What percentage of each demographic population recieve suspensions?¶

In [20]:

data = calculate_likelyhood_comparisons(df, 'SCH_DISCWODIS_MULTOOS')  # "more than one out of school suspension"
calculation = 'PERCENT_AFFECTED' 
measure = 'SCH_DISCWODIS_MULTOOS'
plot_measure_accross_all_demographics(data, calculation, measure, bounds=[0, 0.15])

How many times more likely to be suspended are blank and latino students than white students?¶

For the above "percent of population affected" plots, it's near impossible to compare the severity across a single school. One way to zero on on this is to color schools by how much more likely a certain population is to be affeced compared to the least affected population. This measure might reveal schools where, even if a demogrpahic is severely affected, so were other demographics.

How likelyhood comparisons are calculated:

Percent of X pop affected / Percent of White counterpart population affected

In [21]:

data = calculate_likelyhood_comparisons(df, 'SCH_DISCWODIS_MULTOOS', comparison_race='WH')  # "more than one out of school suspension"
calculation = 'LH_COMPARED_TO_WH_FOR' 
measure = 'SCH_DISCWODIS_MULTOOS'
plot_measure_accross_all_demographics(data, calculation, measure, bounds=[1, 4])

Question 2: What impact have "Zero-tolerance" policies had on expulsion?¶

All analysis look at "students without disabilities expelled on zero tolerance policy".

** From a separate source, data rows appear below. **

#[cfg(test)]
mod tests {
    use super::*;
    use crate::adapters::sqlite::SqliteStorage;
    use crate::domain::{parse_timestamp, Field, FieldKey, Gender};

    fn at(text: &str) -> NaiveDateTime {
        parse_timestamp(text).expect("Valid timestamp")
    }

    fn create_test_store() -> AppointmentStore<SqliteStorage> {
        let storage = SqliteStorage::in_memory().expect("Should create db");
        let cipher = FieldCipher::new(FieldKey::from_bytes(*b"test-field-key-1"));
        AppointmentStore::new(storage, cipher, Rosters::default())
    }

    fn details(name: &str, phone: &str, time: &str) -> AppointmentDetails {
        AppointmentDetails {
            customer_name: name.to_string(),
            gender: Gender::Female,
            age: 32,
            national_id: "11010519491231002X".to_string(),
            phone: phone.to_string(),
            appointment_time: at(time),
            service_description: "skin consultation".to_string(),
            staff_assignee: "孙总".to_string(),
            department: "仟美医疗美容".to_string(),
            is_first_visit: true,
            amount: "1500".to_string(),
            notes: "prefers mornings".to_string(),
        }
    }

    fn names(rows: &[ListedRow]) -> Vec<String> {
        rows.iter()
            .map(|r| r.as_ref().expect("Should decode").record.details.customer_name.clone())
            .collect()
    }

    #[test]
    fn test_create_then_get_returns_plaintext() {
        let store = create_test_store();
        let input = details("张三", "13812345678", "2026-06-01 10:00");

        let id = store.create_at(input.clone(), at("2026-05-20 09:15:30")).expect("Should create");
        let record = store.get(id).expect("Should load");

        assert_eq!(record.id, id);
        assert_eq!(record.details, input);
        assert_eq!(record.submit_time, at("2026-05-20 09:15"));
        assert_eq!(record.first_visit_label(), "是");
    }

    #[test]
    fn test_pii_is_encrypted_at_rest() {
        let store = create_test_store();
        let id = store
            .create(details("张三", "13812345678", "2026-06-01 10:00"))
            .expect("Should create");

        let row = store.storage.find(id).expect("Should query").expect("Should exist");
        assert_ne!(row.details.phone, "13812345678");
        assert_ne!(row.details.national_id, "11010519491231002X");
        assert!(!row.details.phone.contains("1381234"));
        assert_eq!(row.details.phone, store.codec.cipher().encrypt("13812345678"));
    }

    #[test]
    fn test_stored_row_matches_record_encoding() {
        let store = create_test_store();
        let id = store
            .create_at(
                details("张三", "13812345678", "2026-06-01 10:00"),
                at("2026-05-20 09:15:45"),
            )
            .expect("Should create");

        let row = store.storage.find(id).expect("Should query").expect("Should exist");
        let record = store.get(id).expect("Should load");
        assert_eq!(row.submit_time, "2026-05-20 09:15");
        assert_eq!(row, store.codec.encode_for_storage(&record));
    }

    #[test]
    fn test_invalid_national_id_is_rejected_without_write() {
        let store = create_test_store();
        store
            .create(details("A", "13812345678", "2026-06-01 10:00"))
            .expect("Should create");
        let before = store.list().expect("Should list").len();

        let mut bad = details("B", "13812345678", "2026-06-01 11:00");
        bad.national_id = "110105194912310021".to_string();
        let err = store.create(bad).expect_err("Should reject");

        assert!(matches!(
            err,
            IntakeError::Validation(ref v) if v.field == Field::NationalId
        ));
        assert_eq!(store.list().expect("Should list").len(), before);
        assert_eq!(store.count().expect("Should count"), before);
    }

    #[test]
    fn test_create_normalizes_input() {
        let store = create_test_store();
        let mut input = details(" 张三 ", " 13812345678 ", "2026-06-01 10:00");
        input.national_id = "110105 1949 1231 002x".to_string();

        let id = store.create(input).expect("Should create");
        let record = store.get(id).expect("Should load");
        assert_eq!(record.details.customer_name, "张三");
        assert_eq!(record.details.phone, "13812345678");
        assert_eq!(record.details.national_id, "11010519491231002x");
    }

    #[test]
    fn test_update_replaces_fields_but_keeps_identity() {
        let store = create_test_store();
        let id = store
            .create_at(details("A", "13812345678", "2026-06-01 10:00"), at("2026-05-01 08:00"))
            .expect("Should create");

        let mut changed = details("A2", "15900001111", "2026-06-02 16:30");
        changed.gender = Gender::Male;
        changed.national_id = "440304199001011233".to_string();
        changed.staff_assignee = "蔡医生".to_string();
        changed.is_first_visit = false;
        changed.amount = "200".to_string();
        changed.notes = String::new();
        store.update(id, changed.clone()).expect("Should update");

        let record = store.get(id).expect("Should load");
        assert_eq!(record.id, id);
        assert_eq!(record.details, changed);
        assert_eq!(record.submit_time, at("2026-05-01 08:00"));
        assert_eq!(record.first_visit_label(), "否");
    }

    #[test]
    fn test_update_missing_id_is_not_found() {
        let store = create_test_store();
        store
            .create(details("A", "13812345678", "2026-06-01 10:00"))
            .expect("Should create");

        let err = store
            .update(999, details("B", "13812345678", "2026-06-01 10:00"))
            .expect_err("Should fail");
        assert!(matches!(err, IntakeError::NotFound(999)));
        assert_eq!(names(&store.list().expect("Should list")), ["A"]);
    }

    #[test]
    fn test_update_with_invalid_phone_leaves_row_unchanged() {
        let store = create_test_store();
        let original = details("A", "13812345678", "2026-06-01 10:00");
        let id = store.create(original.clone()).expect("Should create");

        let err = store
            .update(id, details("A", "1381234567", "2026-06-01 10:00"))
            .expect_err("Should reject");
        assert!(matches!(err, IntakeError::Validation(ref v) if v.field == Field::Phone));
        assert_eq!(store.get(id).expect("Should load").details, original);
    }

    #[test]
    fn test_delete() {
        let store = create_test_store();
        let keep = store
            .create(details("keep", "13812345678", "2026-06-01 10:00"))
            .expect("Should create");
        let gone = store
            .create(details("gone", "13812345679", "2026-06-01 11:00"))
            .expect("Should create");

        store.delete(gone).expect("Should delete");
        assert!(matches!(store.get(gone), Err(IntakeError::NotFound(id)) if id == gone));
        assert_eq!(names(&store.list().expect("Should list")), ["keep"]);
        assert!(store.get(keep).is_ok());

        assert!(matches!(store.delete(gone), Err(IntakeError::NotFound(_))));
    }

    #[test]
    fn test_list_orders_and_flags_expired() {
        let store = create_test_store();
        store.create(details("later", "13812345678", "2026-06-03 10:00")).expect("Should create");
        store.create(details("past", "13812345678", "2026-06-01 10:00")).expect("Should create");
        store.create(details("soon", "13812345678", "2026-06-02 10:00")).expect("Should create");

        let rows = store.list_at(at("2026-06-02 00:00")).expect("Should list");
        assert_eq!(names(&rows), ["past", "soon", "later"]);

        let expired: Vec<bool> = rows
            .iter()
            .map(|r| r.as_ref().expect("Should decode").expired)
            .collect();
        assert_eq!(expired, [true, false, false]);
    }

    #[test]
    fn test_search_by_name_and_phone_substring() {
        let store = create_test_store();
        store
            .create(details("王小明", "13812345678", "2026-06-01 10:00"))
            .expect("Should create");
        store.create(details("李华", "15987654321", "2026-06-02 10:00")).expect("Should create");
        store.create(details("王芳", "17700001111", "2026-06-03 10:00")).expect("Should create");

        assert_eq!(names(&store.search("王").expect("Should search")), ["王小明", "王芳"]);
        assert_eq!(names(&store.search("8765").expect("Should search")), ["李华"]);
        assert_eq!(names(&store.search("17700001111").expect("Should search")), ["王芳"]);
        assert!(store.search("nobody").expect("Should search").is_empty());
        assert_eq!(store.search("  ").expect("Should search").len(), 3);
    }

    #[test]
    fn test_corrupt_row_does_not_abort_listing() {
        let store = create_test_store();
        let good = store
            .create(details("good", "13812345678", "2026-06-01 10:00"))
            .expect("Should create");
        let bad = store
            .create(details("bad", "13812345679", "2026-06-02 10:00"))
            .expect("Should create");

        let mut row = store.storage.find(bad).expect("Should query").expect("Should exist");
        row.details.phone = "not-ciphertext".to_string();
        store.storage.update(bad, &row.details).expect("Should corrupt");

        let rows = store.list().expect("Should list");
        assert_eq!(rows.len(), 2);
        assert_eq!(rows[0].as_ref().expect("Should decode").record.id, good);
        let corrupt = rows[1].as_ref().expect_err("Should be corrupt");
        assert_eq!(corrupt.id, bad);

        assert!(matches!(store.get(bad), Err(IntakeError::Decrypt(ref c)) if c.id == bad));

        let found = store.search("bad").expect("Should search");
        assert_eq!(found.len(), 1);
        assert!(found[0].is_err());
    }

    #[test]
    fn test_rejects_unknown_staff() {
        let store = create_test_store();
        let mut input = details("A", "13812345678", "2026-06-01 10:00");
        input.staff_assignee = "stranger".to_string();
        let err = store.create(input).expect_err("Should reject");
        assert!(matches!(err, IntakeError::Validation(ref v) if v.field == Field::StaffAssignee));
        assert_eq!(store.count().expect("Should count"), 0);
    }
}
//! # Clinic Intake
//!
//! Local appointment intake for a single-operator clinic desk.
//!
//! This crate provides:
//! - Checksum validation of national IDs, phone numbers and amounts
//! - Field-level encryption of PII columns at rest
//! - A validated, encrypting appointment store over SQLite
//!
//! ## Architecture
//!
//! The crate follows Hexagonal Architecture:
//! - `domain`: Appointment types, validator, field cipher, record codec
//! - `ports`: Repository trait for row persistence
//! - `adapters`: SQLite storage, key sourcing, log sanitization
//! - `application`: The appointment store
//! - `config`: Environment configuration

pub mod adapters;
pub mod application;
pub mod config;
pub mod domain;
pub mod ports;

pub use application::{AppointmentStore, CorruptRow, ListedAppointment, ListedRow};
pub use domain::{AppointmentDetails, AppointmentRecord, FieldCipher, FieldKey, Gender};

/// Result type for intake operations
pub type Result<T> = std::result::Result<T, IntakeError>;

/// Main error type for intake operations
#[derive(Debug, thiserror::Error)]
pub enum IntakeError {
    #[error("Validation failed: {0}")]
    Validation(#[from] domain::ValidationError),

    #[error(transparent)]
    Decrypt(#[from] CorruptRow),

    #[error("Appointment {0} not found")]
    NotFound(i64),

    #[error("Storage operation failed: {0}")]
    Persistence(#[from] adapters::StorageError),

    #[error("Field key unavailable: {0}")]
    Secret(#[from] adapters::secrets::SecretError),
}
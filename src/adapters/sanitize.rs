//! Log sanitization for PII and secrets.
//!
//! Applied to formatted log output before it reaches the sink:
//! - 18-character national IDs
//! - 11-digit mobile numbers
//! - Email addresses
//! - Base64 field ciphertext (padded blobs)
//! - Key material (long hex runs, `key=`-style assignments)
//!
//! Store code logs appointments by id and never passes PII to `tracing`.
//! This writer is the fallback for anything that slips through.
//!
//! Patterns do not use word boundaries: CJK text counts as word characters,
//! so `身份证110105...` would otherwise escape redaction. Over-redaction of long
//! digit runs is accepted.
//!
//! Input is capped per call (`INTAKE_SANITIZE_MAX_BYTES`, default 16 KiB).

use regex::{Regex, RegexSet};
use std::sync::OnceLock;
use tracing_subscriber::fmt::MakeWriter;

static PII_PATTERNS: OnceLock<PiiPatterns> = OnceLock::new();

const DEFAULT_SANITIZE_MAX_BYTES: usize = 16 * 1024;

/// A compiled PII pattern with its replacement text.
struct PiiPattern {
    regex: Regex,
    replacement: &'static str,
}

struct PiiPatterns {
    set: RegexSet,
    patterns: Vec<PiiPattern>,
}

fn truncate_to_char_boundary(input: &str, max_bytes: usize) -> (&str, bool) {
    if input.len() <= max_bytes {
        return (input, false);
    }

    let mut end = max_bytes.min(input.len());
    while end > 0 && !input.is_char_boundary(end) {
        end -= 1;
    }
    (&input[..end], true)
}

fn max_sanitize_bytes() -> usize {
    std::env::var("INTAKE_SANITIZE_MAX_BYTES")
        .ok()
        .and_then(|v| v.parse::<usize>().ok())
        .filter(|&v| v > 0)
        .unwrap_or(DEFAULT_SANITIZE_MAX_BYTES)
}

fn get_patterns() -> &'static PiiPatterns {
    PII_PATTERNS.get_or_init(|| {
        // Applied in order: national IDs before phones, since an ID can
        // contain a phone-shaped run.
        let rules: Vec<(&'static str, &'static str)> = vec![
            (
                r"[1-9][0-9]{5}(?:18|19|20)[0-9]{2}(?:0[1-9]|1[0-2])(?:0[1-9]|[12][0-9]|3[01])[0-9]{3}[0-9Xx]",
                "[REDACTED-NATIONAL-ID]",
            ),
            (r"1[3-9][0-9]{9}", "[REDACTED-PHONE]"),
            (
                r"(?i)[a-z0-9](?:[a-z0-9._%+-]{0,62}[a-z0-9])?@(?:[a-z0-9](?:[a-z0-9-]{0,61}[a-z0-9])?\.)+[a-z]{2,}",
                "[REDACTED-EMAIL]",
            ),
            (
                r"(?i)\b(?:secret|password|passwd|private[_-]?key|token|key)\b\s*[:=]\s*\S{8,}",
                "[REDACTED-SECRET]",
            ),
            (r"[A-Za-z0-9+/]{20,}={1,2}", "[REDACTED-CIPHERTEXT]"),
            (r"\b[0-9a-fA-F]{32,}\b", "[REDACTED-KEY]"),
        ];

        let set = RegexSet::new(rules.iter().map(|(p, _)| *p)).expect("Valid regex set");
        let patterns = rules
            .into_iter()
            .map(|(pattern, replacement)| PiiPattern {
                regex: Regex::new(pattern).expect("Valid regex"),
                replacement,
            })
            .collect();

        PiiPatterns { set, patterns }
    })
}

/// Sanitize a string by replacing PII patterns.
#[must_use]
pub fn sanitize(input: &str) -> String {
    sanitize_with_limit(input, max_sanitize_bytes())
}

fn sanitize_with_limit(input: &str, max_bytes: usize) -> String {
    let patterns = get_patterns();
    let (prefix, truncated) = truncate_to_char_boundary(input, max_bytes);

    let mut result = prefix.to_string();
    for idx in patterns.set.matches(prefix).into_iter() {
        let pattern = &patterns.patterns[idx];
        result = pattern
            .regex
            .replace_all(&result, pattern.replacement)
            .into_owned();
    }

    if truncated {
        result.push_str(" [TRUNCATED]");
    }
    result
}

/// A `tracing_subscriber` writer wrapper that sanitizes formatted log output
/// line by line before it is written to the underlying sink.
#[derive(Debug, Clone)]
pub struct SanitizingMakeWriter<M> {
    inner: M,
}

impl<M> SanitizingMakeWriter<M> {
    #[must_use]
    pub fn new(inner: M) -> Self {
        Self { inner }
    }
}

pub struct SanitizingWriter<W> {
    inner: W,
    buffer: Vec<u8>,
}

impl<W> SanitizingWriter<W> {
    fn new(inner: W) -> Self {
        Self {
            inner,
            buffer: Vec::new(),
        }
    }
}

impl<W> SanitizingWriter<W>
where
    W: std::io::Write,
{
    fn flush_lines(&mut self) -> std::io::Result<()> {
        while let Some(pos) = self.buffer.iter().position(|&b| b == b'\n') {
            let line = self.buffer.drain(..=pos).collect::<Vec<u8>>();
            let sanitized = sanitize(&String::from_utf8_lossy(&line));
            self.inner.write_all(sanitized.as_bytes())?;
        }
        Ok(())
    }
}

impl<W> std::io::Write for SanitizingWriter<W>
where
    W: std::io::Write,
{
    fn write(&mut self, buf: &[u8]) -> std::io::Result<usize> {
        self.buffer.extend_from_slice(buf);

        // Bound buffering when a formatter writes a huge line with no newline.
        let hard_cap = max_sanitize_bytes().saturating_mul(2);
        if self.buffer.len() > hard_cap {
            let sanitized = sanitize(&String::from_utf8_lossy(&self.buffer));
            self.inner.write_all(sanitized.as_bytes())?;
            self.inner.write_all(b"\n[TRUNCATED]\n")?;
            self.buffer.clear();
            return Ok(buf.len());
        }

        self.flush_lines()?;
        Ok(buf.len())
    }

    fn flush(&mut self) -> std::io::Result<()> {
        self.flush_lines()?;

        if !self.buffer.is_empty() {
            let sanitized = sanitize(&String::from_utf8_lossy(&self.buffer));
            self.inner.write_all(sanitized.as_bytes())?;
            self.buffer.clear();
        }

        self.inner.flush()
    }
}

impl<'a, M> MakeWriter<'a> for SanitizingMakeWriter<M>
where
    M: MakeWriter<'a>,
{
    type Writer = SanitizingWriter<M::Writer>;

    fn make_writer(&'a self) -> Self::Writer {
        SanitizingWriter::new(self.inner.make_writer())
    }
}
//! SQLite adapter: Implementation of `AppointmentRepository`.
//!
//! Provides local persistence for appointment rows in a single database file.
//!
//! # Schema compatibility
//!
//! Column names follow databases written by the earlier intake desktop tool
//! (`id_number`, `service_type`, `design_director`, `is_first_time`), so
//! existing files open without migration. `id_number` and `phone` only ever
//! hold ciphertext.
//!
//! # Connection lifetime
//!
//! One connection is opened in `new`/`in_memory` and held for the life of
//! the adapter. It is released on drop, or explicitly through [`SqliteStorage::close`].
use std::path::Path;

use rusqlite::{params, Connection, OptionalExtension, Row};

use crate::domain::{StoredAppointment, StoredDetails};
use crate::ports::AppointmentRepository;

/// Error type for storage operations.
#[derive(Debug, thiserror::Error)]
pub enum StorageError {
    #[error("Database error: {0}")]
    Database(#[from] rusqlite::Error),

    #[error("Row count {0} out of range")]
    Count(i64),
}

const SELECT_COLUMNS: &str = r"
    SELECT id, customer_name, gender, age, id_number, phone, appointment_time,
           service_type, design_director, department, is_first_time, amount,
           notes, submit_time
    FROM appointments
";

/// SQLite storage adapter.
pub struct SqliteStorage {
    conn: Connection,
}

impl SqliteStorage {
    /// Open (or create) the database at `path`.
    ///
    /// # Errors
    /// Returns error if database cannot be opened or initialized.
    pub fn new<P: AsRef<Path>>(path: P) -> Result<Self, StorageError> {
        let conn = Connection::open(path)?;
        let storage = Self { conn };
        storage.init_schema()?;
        Ok(storage)
    }

    /// Create an in-memory SQLite database (for testing).
    ///
    /// # Errors
    /// Returns error if database cannot be created.
    pub fn in_memory() -> Result<Self, StorageError> {
        let conn = Connection::open_in_memory()?;
        let storage = Self { conn };
        storage.init_schema()?;
        Ok(storage)
    }

    /// Close the connection, surfacing any error SQLite reports.
    ///
    /// # Errors
    /// Returns error if SQLite refuses to close the connection.
    pub fn close(self) -> Result<(), StorageError> {
        self.conn.close().map_err(|(_, e)| StorageError::Database(e))?;
        tracing::debug!("Closed appointment database");
        Ok(())
    }

    /// Initialize the database schema.
    fn init_schema(&self) -> Result<(), StorageError> {
        self.conn.execute_batch(
            r"
            CREATE TABLE IF NOT EXISTS appointments (
                id INTEGER PRIMARY KEY AUTOINCREMENT,
                customer_name TEXT NOT NULL,
                gender TEXT NOT NULL,
                age INTEGER NOT NULL,
                id_number TEXT NOT NULL,
                phone TEXT NOT NULL,
                appointment_time DATETIME NOT NULL,
                service_type TEXT NOT NULL,
                design_director TEXT NOT NULL,
                department TEXT NOT NULL,
                is_first_time INTEGER NOT NULL,
                amount TEXT NOT NULL,
                notes TEXT,
                submit_time DATETIME NOT NULL
            );

            CREATE INDEX IF NOT EXISTS idx_appointments_time
                ON appointments(appointment_time);

            CREATE INDEX IF NOT EXISTS idx_appointments_name
                ON appointments(customer_name);
            ",
        )?;

        Ok(())
    }

    fn row_to_stored(row: &Row<'_>) -> rusqlite::Result<StoredAppointment> {
        let notes: Option<String> = row.get(12)?;
        Ok(StoredAppointment {
            id: row.get(0)?,
            details: StoredDetails {
                customer_name: row.get(1)?,
                gender: row.get(2)?,
                age: row.get(3)?,
                national_id: row.get(4)?,
                phone: row.get(5)?,
                appointment_time: row.get(6)?,
                service_description: row.get(7)?,
                staff_assignee: row.get(8)?,
                department: row.get(9)?,
                is_first_visit: row.get(10)?,
                amount: row.get(11)?,
                notes: notes.unwrap_or_default(),
            },
            submit_time: row.get(13)?,
        })
    }
}

impl std::fmt::Debug for SqliteStorage {
    fn fmt(&self, f: &mut std::fmt::Formatter<'_>) -> std::fmt::Result {
        f.debug_struct("SqliteStorage")
            .field("path", &self.conn.path())
            .finish()
    }
}

impl AppointmentRepository for SqliteStorage {
    type Error = StorageError;

    fn insert(&self, details: &StoredDetails, submit_time: &str) -> Result<i64, Self::Error> {
        self.conn.execute(
            r"
            INSERT INTO appointments (
                customer_name, gender, age, id_number, phone,
                appointment_time, service_type, design_director, department,
                is_first_time, amount, notes, submit_time
            ) VALUES (?1, ?2, ?3, ?4, ?5, ?6, ?7, ?8, ?9, ?10, ?11, ?12, ?13)
            ",
            params![
                details.customer_name,
                details.gender,
                details.age,
                details.national_id,
                details.phone,
                details.appointment_time,
                details.service_description,
                details.staff_assignee,
                details.department,
                details.is_first_visit,
                details.amount,
                details.notes,
                submit_time,
            ],
        )?;

        let id = self.conn.last_insert_rowid();
        tracing::debug!("Inserted appointment row {}", id);
        Ok(id)
    }

    fn update(&self, id: i64, details: &StoredDetails) -> Result<bool, Self::Error> {
        let changed = self.conn.execute(
            r"
            UPDATE appointments SET
                customer_name = ?1, gender = ?2, age = ?3, id_number = ?4,
                phone = ?5, appointment_time = ?6, service_type = ?7,
                design_director = ?8, department = ?9, is_first_time = ?10,
                amount = ?11, notes = ?12
            WHERE id = ?13
            ",
            params![
                details.customer_name,
                details.gender,
                details.age,
                details.national_id,
                details.phone,
                details.appointment_time,
                details.service_description,
                details.staff_assignee,
                details.department,
                details.is_first_visit,
                details.amount,
                details.notes,
                id,
            ],
        )?;

        Ok(changed > 0)
    }

    fn delete(&self, id: i64) -> Result<bool, Self::Error> {
        let changed = self
            .conn
            .execute("DELETE FROM appointments WHERE id = ?1", params![id])?;
        Ok(changed > 0)
    }

    fn find(&self, id: i64) -> Result<Option<StoredAppointment>, Self::Error> {
        let mut stmt = self.conn.prepare(&format!("{SELECT_COLUMNS} WHERE id = ?1"))?;
        let row = stmt
            .query_row(params![id], Self::row_to_stored)
            .optional()?;
        Ok(row)
    }

    fn load_all(&self) -> Result<Vec<StoredAppointment>, Self::Error> {
        let mut stmt = self
            .conn
            .prepare(&format!("{SELECT_COLUMNS} ORDER BY appointment_time, id"))?;

        let rows = stmt
            .query_map([], Self::row_to_stored)?
            .collect::<Result<Vec<_>, _>>()?;

        Ok(rows)
    }

    fn count(&self) -> Result<usize, Self::Error> {
        let count: i64 = self
            .conn
            .query_row("SELECT COUNT(*) FROM appointments", [], |row| row.get(0))?;

        usize::try_from(count).map_err(|_| StorageError::Count(count))
    }
}

#[cfg(test)]
mod tests {
    use super::*;

    fn stored(name: &str, time: &str) -> StoredDetails {
        StoredDetails {
            customer_name: name.to_string(),
            gender: "女".to_string(),
            age: 33,
            national_id: "Y2lwaGVydGV4dC1pZA==".to_string(),
            phone: "Y2lwaGVydGV4dC1waG9uZQ==".to_string(),
            appointment_time: time.to_string(),
            service_description: "consultation".to_string(),
            staff_assignee: "孙总".to_string(),
            department: "仟美医疗美容".to_string(),
            is_first_visit: 0,
            amount: "500".to_string(),
            notes: String::new(),
        }
    }

    #[test]
    fn test_appointment_crud() {
        let storage = SqliteStorage::in_memory().expect("Should create db");
        assert_eq!(storage.count().expect("Should count"), 0);

        let id = storage
            .insert(&stored("A", "2026-01-02 09:00"), "2026-01-01 08:00")
            .expect("Should insert");
        assert_eq!(storage.count().expect("Should count"), 1);

        let row = storage.find(id).expect("Should query").expect("Should exist");
        assert_eq!(row.details, stored("A", "2026-01-02 09:00"));
        assert_eq!(row.submit_time, "2026-01-01 08:00");

        let mut changed = stored("B", "2026-01-03 10:00");
        changed.is_first_visit = 1;
        assert!(storage.update(id, &changed).expect("Should update"));
        let row = storage.find(id).expect("Should query").expect("Should exist");
        assert_eq!(row.details, changed);
        assert_eq!(row.submit_time, "2026-01-01 08:00");

        assert!(storage.delete(id).expect("Should delete"));
        assert!(storage.find(id).expect("Should query").is_none());
        assert_eq!(storage.count().expect("Should count"), 0);
    }

    #[test]
    fn test_missing_rows_report_false() {
        let storage = SqliteStorage::in_memory().expect("Should create db");
        assert!(!storage.update(42, &stored("A", "2026-01-02 09:00")).expect("Should run"));
        assert!(!storage.delete(42).expect("Should run"));
        assert!(storage.find(42).expect("Should run").is_none());
    }

    #[test]
    fn test_load_all_orders_by_appointment_time() {
        let storage = SqliteStorage::in_memory().expect("Should create db");
        storage
            .insert(&stored("late", "2026-02-01 09:00"), "2026-01-01 08:00")
            .expect("Should insert");
        storage
            .insert(&stored("early", "2026-01-05 09:00"), "2026-01-01 08:00")
            .expect("Should insert");
        storage
            .insert(&stored("middle", "2026-01-20 09:00"), "2026-01-01 08:00")
            .expect("Should insert");

        let names: Vec<String> = storage
            .load_all()
            .expect("Should load")
            .into_iter()
            .map(|r| r.details.customer_name)
            .collect();
        assert_eq!(names, ["early", "middle", "late"]);
    }

    #[test]
    fn test_null_notes_read_as_empty() {
        let storage = SqliteStorage::in_memory().expect("Should create db");
        let id = storage
            .insert(&stored("A", "2026-01-02 09:00"), "2026-01-01 08:00")
            .expect("Should insert");
        storage
            .conn
            .execute("UPDATE appointments SET notes = NULL WHERE id = ?1", params![id])
            .expect("Should null notes");
        let row = storage.find(id).expect("Should query").expect("Should exist");
        assert_eq!(row.details.notes, "");
    }

    #[test]
    fn test_ids_are_not_reused() {
        let storage = SqliteStorage::in_memory().expect("Should create db");
        let first = storage
            .insert(&stored("A", "2026-01-02 09:00"), "2026-01-01 08:00")
            .expect("Should insert");
        storage.delete(first).expect("Should delete");
        let second = storage
            .insert(&stored("B", "2026-01-02 09:00"), "2026-01-01 08:00")
            .expect("Should insert");
        assert!(second > first);
    }
}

Zero Tolerance policies impact 2% of white students, but about 4% and 5% of black and latino students, respectively, for schools who gave out at least one Zero Tolerance based expulsion for that demographic.¶

In [22]:

measure = 'SCH_DISCWODIS_EXPZT'
calculation = 'PERCENT_AFFECTED'
data = calculate_likelyhood_comparisons(df, measure, lower_bound=1)
plot_measure_accross_all_demographics(data, calculation, measure, bounds=[0,0.09])

Question 3: Does the proportion of Campus Counselors (psychologists) vs Campus Police Officers correlate with suspensions?¶

Data notes:¶

It's possible to have fractional staff recorded if they are not full-time.
A Data entry, system-level error on the form filled in by schools caused only 22,000 schools (after corrections 25000) to correctly enter the number of Law Enforcement Officers on campus. Where this system error occurred, the value is -9. Due this fact, there are only 17,500 schools with both Police and Counselor counts. We'll do investigate Juvenile Justice Facilities seperately: first, because we'd expect different counselor and police presence there, but second because none of them actually recorded the number of police.
Where are the police data?¶

Notably, none of the 608 Juvenile Justice facilities which have a count enterered for Police officers. This may be because the police staff at JJ facilities do not map to the categories on the survey.

We could try to use Security Guards as a proxy for Police. However, only 64 of the 608 JJ facilities have data for both Counselors and Security Guards, so we've removed all JJ schools from the following analysis.

In [23]:

POLICE = 'SCH_FTESECURITY_LEO'
COUNSELORS = 'SCH_FTESERVICES_PSY'
SECURITY_GUARDS = 'SCH_FTESECURITY_GUA'

SUSPENSIONS = 'TOTAL_SUSPENSIONS'


def plot_ratio_to_students_of(
                data=crdc_data,
                x_name=POLICE,
                y_name=COUNSELORS,
                xlabel=None,
                ylabel=None,
                xlim=None,
                ylim=None,
                dot_size=0.5,
                show_hist=False
):
    # Filter out any negative numbers, which signal data errors
    schools_with_correctly_documented_staff = (data[[y_name, x_name]] >= 0).all(axis='columns')
    staff_df = data.loc[schools_with_correctly_documented_staff,]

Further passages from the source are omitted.